MySQL Bugs: #28872: strings with different collation cannot be joined!

Bug #28872	strings with different collation cannot be joined!
Submitted:	4 Jun 2007 11:55	Modified:	19 Jun 2007 20:15
Reporter:	Peter Laursen (Basic Quality Contributor)	Email Updates:
Status:	Duplicate	Impact on me:	None
Category:	MySQL Server	Severity:	S3 (Non-critical)
Version:	any	OS:	Any
Assigned to:		CPU Architecture:	Any

Description:
I am definitely not satified with the silly and robotized reply here:
http://bugs.mysql.com/bug.php?id=28768

If strings with different character sets can be joined is is NO LESS THAN SILLY that strings with differenct collations cannot! 

It may not be a bug in the code, but it is a (design) bug in the implementation of collations then!

I am definitely NOT a quality contributor here any more, if I continue to get such replies!

How to repeat:
see old post

Please do not submit the same bug more than once. An existing bug report already describes this very problem. Even if you feel that your issue is somewhat different, the resolution is likely
to be the same. Because of this, we hope you add your comments to the original bug instead.

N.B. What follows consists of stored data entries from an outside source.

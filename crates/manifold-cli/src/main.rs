use std::process::ExitCode;

use clap::Parser;

mod args;
mod cmd;
mod config;
mod logging;
mod output;

fn main() -> ExitCode {
    let cli = args::Cli::parse();
    logging::init(cli.log_json);
    output::init(cli.json);

    match cmd::dispatch(cli) {
        Ok(code) => code,
        Err(e) => {
            output::error(&e);
            ExitCode::FAILURE
        }
    }
}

Thank you for your interest in MySQL.

Additional information why current behaviour is correct is in the comment to bug #28768

Ok, let me try to explain why joining strings with different character sets is ok, while strings with different collations is not.

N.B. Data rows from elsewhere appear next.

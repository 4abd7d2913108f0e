//! WDL workflow and tool set validation.
//!
//! Checks run in order and stop at the first failure:
//! 1. the primary descriptor exists and is not blank
//! 2. no other file of the set is blank
//! 3. no local import chain returns to a file already on it
//! 4. the declared version is one the scanner understands
//! 5. the document has the shape the kind asks for
//!
//! Every message is keyed by the primary descriptor path.

use std::collections::HashSet;

use manifold_core::fileset::{FileType, ResolvedFileSet};
use manifold_core::validation::{ValidationKind, ValidationResult};

use super::scan::{import_targets, resolve_import, scan, unsupported_version_message};
use crate::builtin::check_test_parameter_files;

pub const RECURSIVE_IMPORT: &str = "Recursive local import detected: ";

pub(crate) fn validate(files: &ResolvedFileSet, primary: &str, kind: ValidationKind) -> ValidationResult {
    match kind {
        ValidationKind::TestParams => check_test_parameter_files(files),
        ValidationKind::Workflow | ValidationKind::Tool => entry_set(files, primary, kind),
    }
}

fn entry_set(files: &ResolvedFileSet, primary: &str, kind: ValidationKind) -> ValidationResult {
    let Some(content) = files.content(primary) else {
        return ValidationResult::invalid(primary, "Primary WDL descriptor is not present.");
    };
    if content.trim().is_empty() {
        return ValidationResult::invalid(
            primary,
            format!("The primary descriptor '{primary}' has no content. Please make it a valid WDL document if you want to save."),
        );
    }

    if let Some(f) = files
        .iter()
        .find(|f| f.path != primary && f.content.trim().is_empty())
    {
        let what = match f.file_type {
            FileType::PrimaryDescriptor | FileType::SecondaryDescriptor => "a valid WDL document",
            FileType::TestParameters => "a valid WDL JSON/YAML file",
            _ => "valid",
        };
        return ValidationResult::invalid(
            primary,
            format!("File '{}' has no content. Either delete the file or make it {what}.", f.path),
        );
    }

    if let Some(path) = recursive_import(files, primary, content, &mut Vec::new()) {
        return ValidationResult::invalid(primary, format!("{RECURSIVE_IMPORT}{path}"));
    }

    if let Some(msg) = unsupported_version_message(content) {
        return ValidationResult::invalid(primary, msg);
    }

    let doc = scan(content);
    match kind {
        ValidationKind::Workflow if doc.workflow.is_none() => {
            ValidationResult::invalid(primary, "A WDL workflow requires a 'workflow' block.")
        }
        ValidationKind::Tool => {
            let tasks: HashSet<String> = files
                .iter()
                .filter(|f| matches!(f.file_type, FileType::PrimaryDescriptor | FileType::SecondaryDescriptor))
                .flat_map(|f| scan(&f.content).tasks.into_iter().map(|t| t.name))
                .collect();
            if tasks.len() == 1 {
                ValidationResult::valid()
            } else {
                ValidationResult::invalid(
                    primary,
                    format!("A WDL tool must contain exactly one task, found {}.", tasks.len()),
                )
            }
        }
        _ => ValidationResult::valid(),
    }
}

/// First local import that re-enters the current chain.
///
/// Chains are tracked per branch: two siblings importing the same file is
/// not recursion.
fn recursive_import(
    files: &ResolvedFileSet,
    path: &str,
    content: &str,
    chain: &mut Vec<String>,
) -> Option<String> {
    chain.push(path.to_string());
    for target in import_targets(content) {
        let Some(child) = resolve_import(path, &target) else {
            continue;
        };
        if chain.contains(&child) {
            return Some(child);
        }
        if let Some(child_content) = files.content(&child) {
            if let Some(found) = recursive_import(files, &child, child_content, chain) {
                return Some(found);
            }
        }
    }
    chain.pop();
    None
}

#[cfg(test)]
mod tests {
    use super::*;

    const WORKFLOW: &str = "version 1.0\nworkflow w {\n  call hello\n}\ntask hello {\n  command { echo hi }\n}\n";

    fn set(content: &str) -> ResolvedFileSet {
        ResolvedFileSet::new("/main.wdl", content)
    }

    #[test]
    fn workflow_and_tool_shapes() {
        assert!(validate(&set(WORKFLOW), "/main.wdl", ValidationKind::Workflow).valid);
        assert!(validate(&set(WORKFLOW), "/main.wdl", ValidationKind::Tool).valid);

        let tool_only = "version 1.0\ntask a {\n}\ntask b {\n}\n";
        let r = validate(&set(tool_only), "/main.wdl", ValidationKind::Workflow);
        assert_eq!(r.message("/main.wdl"), Some("A WDL workflow requires a 'workflow' block."));
        let r = validate(&set(tool_only), "/main.wdl", ValidationKind::Tool);
        assert_eq!(r.message("/main.wdl"), Some("A WDL tool must contain exactly one task, found 2."));
    }

    #[test]
    fn blank_files_are_reported_against_the_primary() {
        let r = validate(&set(" \n\n"), "/main.wdl", ValidationKind::Workflow);
        assert_eq!(
            r.message("/main.wdl"),
            Some("The primary descriptor '/main.wdl' has no content. Please make it a valid WDL document if you want to save.")
        );

        let mut s = set(WORKFLOW);
        s.insert_if_absent("/inputs.json", "", FileType::TestParameters);
        let r = validate(&s, "/main.wdl", ValidationKind::Workflow);
        assert_eq!(
            r.message("/main.wdl"),
            Some("File '/inputs.json' has no content. Either delete the file or make it a valid WDL JSON/YAML file.")
        );

        let r = validate(&set(WORKFLOW), "/other.wdl", ValidationKind::Workflow);
        assert_eq!(r.message("/other.wdl"), Some("Primary WDL descriptor is not present."));
    }

    #[test]
    fn recursion_is_per_branch() {
        let mut s = set("version 1.0\nimport \"a.wdl\"\nimport \"b.wdl\"\nworkflow w {}\n");
        s.insert_if_absent("/a.wdl", "version 1.0\nimport \"common.wdl\"\n", FileType::SecondaryDescriptor);
        s.insert_if_absent("/b.wdl", "version 1.0\nimport \"common.wdl\"\n", FileType::SecondaryDescriptor);
        s.insert_if_absent("/common.wdl", "version 1.0\ntask t {\n}\n", FileType::SecondaryDescriptor);
        assert!(validate(&s, "/main.wdl", ValidationKind::Workflow).valid);

        s.insert_if_absent("/sub/loop.wdl", "import \"../main.wdl\"\n", FileType::SecondaryDescriptor);
        let mut looped = set("version 1.0\nimport \"sub/loop.wdl\"\nworkflow w {}\n");
        looped.merge(s);
        let r = validate(&looped, "/main.wdl", ValidationKind::Workflow);
        assert_eq!(r.message("/main.wdl"), Some("Recursive local import detected: /main.wdl"));
    }

    #[test]
    fn newer_versions_are_rejected() {
        let r = validate(&set("version 1.1\nworkflow w {}\n"), "/main.wdl", ValidationKind::Workflow);
        assert!(r.message("/main.wdl").unwrap().starts_with("Only WDL versions up to 1.0"));
    }
}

Example: two strings. One is "Maß", latin1_german2_ci, the other "Mass", utf8_unicode_ci.

When you compare them, the first string (in latin1) is converted to utf8 - it is safe, as latin1 is a subset of utf8. Then they are compared using utf8_unicode_ci rules. Both in latin1_german2_ci and in utf8_unicode_ci "ss" == "ß". So using utf8_unicode_ci is correct.

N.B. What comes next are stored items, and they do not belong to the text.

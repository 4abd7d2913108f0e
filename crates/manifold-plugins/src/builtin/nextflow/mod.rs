//! Built-in Nextflow handler.
//!
//! The registered descriptor is `nextflow.config`. Resolution:
//! - `includeConfig` chains of the config
//! - the manifest `mainScript` (default `main.nf`) and its module includes
//! - every file directly under `lib/` and `bin/` next to the config
//!
//! The graph has one node per DSL1 process; processes depend on the
//! processes writing the channels they read.

mod config;
mod script;
mod validate;

use anyhow::Result;
use tracing::{debug, warn};

use manifold_core::closure::ImportClosure;
use manifold_core::config::ResolverConfig;
use manifold_core::context::ResolutionContext;
use manifold_core::dag::{infer_channel_dependencies, EndPolicy, GraphBuilder, TaskNode, WorkflowGraph, TOOL};
use manifold_core::docker::ImageRef;
use manifold_core::fileset::{FileType, ResolvedFileSet};
use manifold_core::filetree::FileTree;
use manifold_core::metadata::DescriptorMetadata;
use manifold_core::path::{extension, join_child, normalize, parent_dir, resolve_relative};
use manifold_core::validation::{ValidationKind, ValidationResult};
use manifold_core::{ManifoldError, ManifoldResult};

use crate::handler::{LanguageHandler, LanguageKey};
use crate::registry::HandlerRegistry;
use crate::spec::HandlerSpec;

pub use config::{ConfigScanner, NextflowConfig, DEFAULT_MAIN_SCRIPT};
pub use script::{ModuleScanner, NextflowProcess};

/// Directories next to the config whose files join every set.
const CLASSPATH_DIRS: &[&str] = &["lib", "bin"];

pub fn register(registry: &mut HandlerRegistry) -> Result<()> {
    registry.register(Box::new(NextflowHandler))
}

pub struct NextflowHandler;

impl LanguageHandler for NextflowHandler {
    fn spec(&self) -> HandlerSpec {
        HandlerSpec::new("builtin.nextflow", "Nextflow", "0.1.0", LanguageKey::new("nextflow"))
            .extension("config")
            .extension("nf")
            .want("listing", true)
            .meta("category", "workflow")
            .meta("primary", "nextflow.config")
    }

    fn detect_validity(&self, content: &str) -> bool {
        match config::parse("<content>", content) {
            Ok(c) => c.has_manifest() || !config::include_config_targets(content).is_empty(),
            Err(_) => false,
        }
    }

    fn resolve_imports(
        &self,
        tree: &dyn FileTree,
        root: &str,
        resolver: &ResolverConfig,
    ) -> ManifoldResult<ResolvedFileSet> {
        let root = normalize(root);
        let mut closure = ImportClosure::new(tree, ResolutionContext::new(resolver.limits.clone()));
        let mut set = closure.run(&ConfigScanner, &root)?;

        let main_script = config::effective(&set, &root)
            .map(|c| c.main_script().to_string())
            .unwrap_or_else(|e| {
                warn!(root = %root, error = %e, "config not parsed, assuming the default main script");
                DEFAULT_MAIN_SCRIPT.to_string()
            });
        let main_path = resolve_relative(&root, &main_script);
        if let Some(content) = closure.attach(&main_path, FileType::SecondaryDescriptor, &mut set)? {
            closure.extend(&ModuleScanner, &main_path, &content, &mut set)?;
        }

        let base = parent_dir(&root);
        let top = closure.tree().list_files(&base)?;
        for dir in CLASSPATH_DIRS.iter().filter(|d| top.iter().any(|t| t.as_str() == **d)) {
            let dir_path = join_child(&base, dir);
            for name in closure.tree().list_files(&dir_path)? {
                let path = join_child(&dir_path, &name);
                match closure.attach(&path, FileType::SecondaryDescriptor, &mut set) {
                    Ok(_) => {}
                    // binaries and unreadable entries
                    Err(e @ (ManifoldError::Io { .. } | ManifoldError::Malformed { .. })) => {
                        debug!(path = %path, error = %e, "skipping classpath entry");
                    }
                    Err(e) => return Err(e),
                }
            }
        }
        Ok(set)
    }

    fn extract_metadata(&self, content: &str) -> ManifoldResult<DescriptorMetadata> {
        let c = config::parse("<primary>", content)?;
        let mut meta = DescriptorMetadata {
            description: c.description().filter(|d| !d.trim().is_empty()).map(str::to_string),
            language_version: c.get("manifest.nextflowVersion").map(str::to_string),
            ..Default::default()
        };
        meta.push_author_list(c.author(), None);
        Ok(meta)
    }

    fn build_graph(
        &self,
        files: &ResolvedFileSet,
        root: &str,
        _config: &ResolverConfig,
    ) -> ManifoldResult<Option<WorkflowGraph>> {
        let root = normalize(root);
        let c = config::effective(files, &root)?;
        let main_path = resolve_relative(&root, c.main_script());
        let main = files
            .content(&main_path)
            .ok_or_else(|| ManifoldError::not_found(&main_path))?;

        let scripts = std::iter::once((main_path.as_str(), main)).chain(
            files
                .iter()
                .filter(|f| f.path != main_path && extension(&f.path).as_deref() == Some("nf"))
                .map(|f| (f.path.as_str(), f.content.as_str())),
        );

        let default_image = c.default_container().map(ImageRef::classify).unwrap_or(ImageRef::Absent);
        let mut builder = GraphBuilder::new();
        for (path, content) in scripts {
            for p in script::processes(content) {
                if builder.tasks().iter().any(|t| t.name == p.name) {
                    continue;
                }
                let image = p
                    .container
                    .as_deref()
                    .map(ImageRef::classify)
                    .unwrap_or_else(|| default_image.clone());
                let mut node = TaskNode::new(&p.name, TOOL).with_image(image).with_run(path);
                node.inputs = p.inputs;
                node.outputs = p.outputs;
                builder.add_task(node);
            }
        }
        infer_channel_dependencies(builder.tasks_mut());
        Ok(Some(builder.finish(EndPolicy::Leaves)))
    }

    fn validate(&self, files: &ResolvedFileSet, primary: &str, kind: ValidationKind) -> ValidationResult {
        validate::validate(files, &normalize(primary), kind)
    }
}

Similarly, in your example it was correct to convert a string from latin1 (latin1_danish_ci) to utf8, and use utf8_danish_ci for both strings.

A different example - same character set, different collations: one string is "Maß", latin1_german2_ci; the other "Mass", latin1_danish_ci.

They're both latin1, but if you compare them using danish rules the strings will be different, if you compare them using german rules they will be equal. The example is symmetrical, there's no reason to prefer danish collation over german or vice versa. Thus, MySQL has no other choice but to return an error.

To summarize: it is an error to compare strings in different collations. It is possible to compare strings in different character sets, if one is a superset of the other and both strings use the same (or compatible) collation.

I think I have understood what you think!
I think it is a silly usablility restriction!

motto: smart coders find smart ways :-)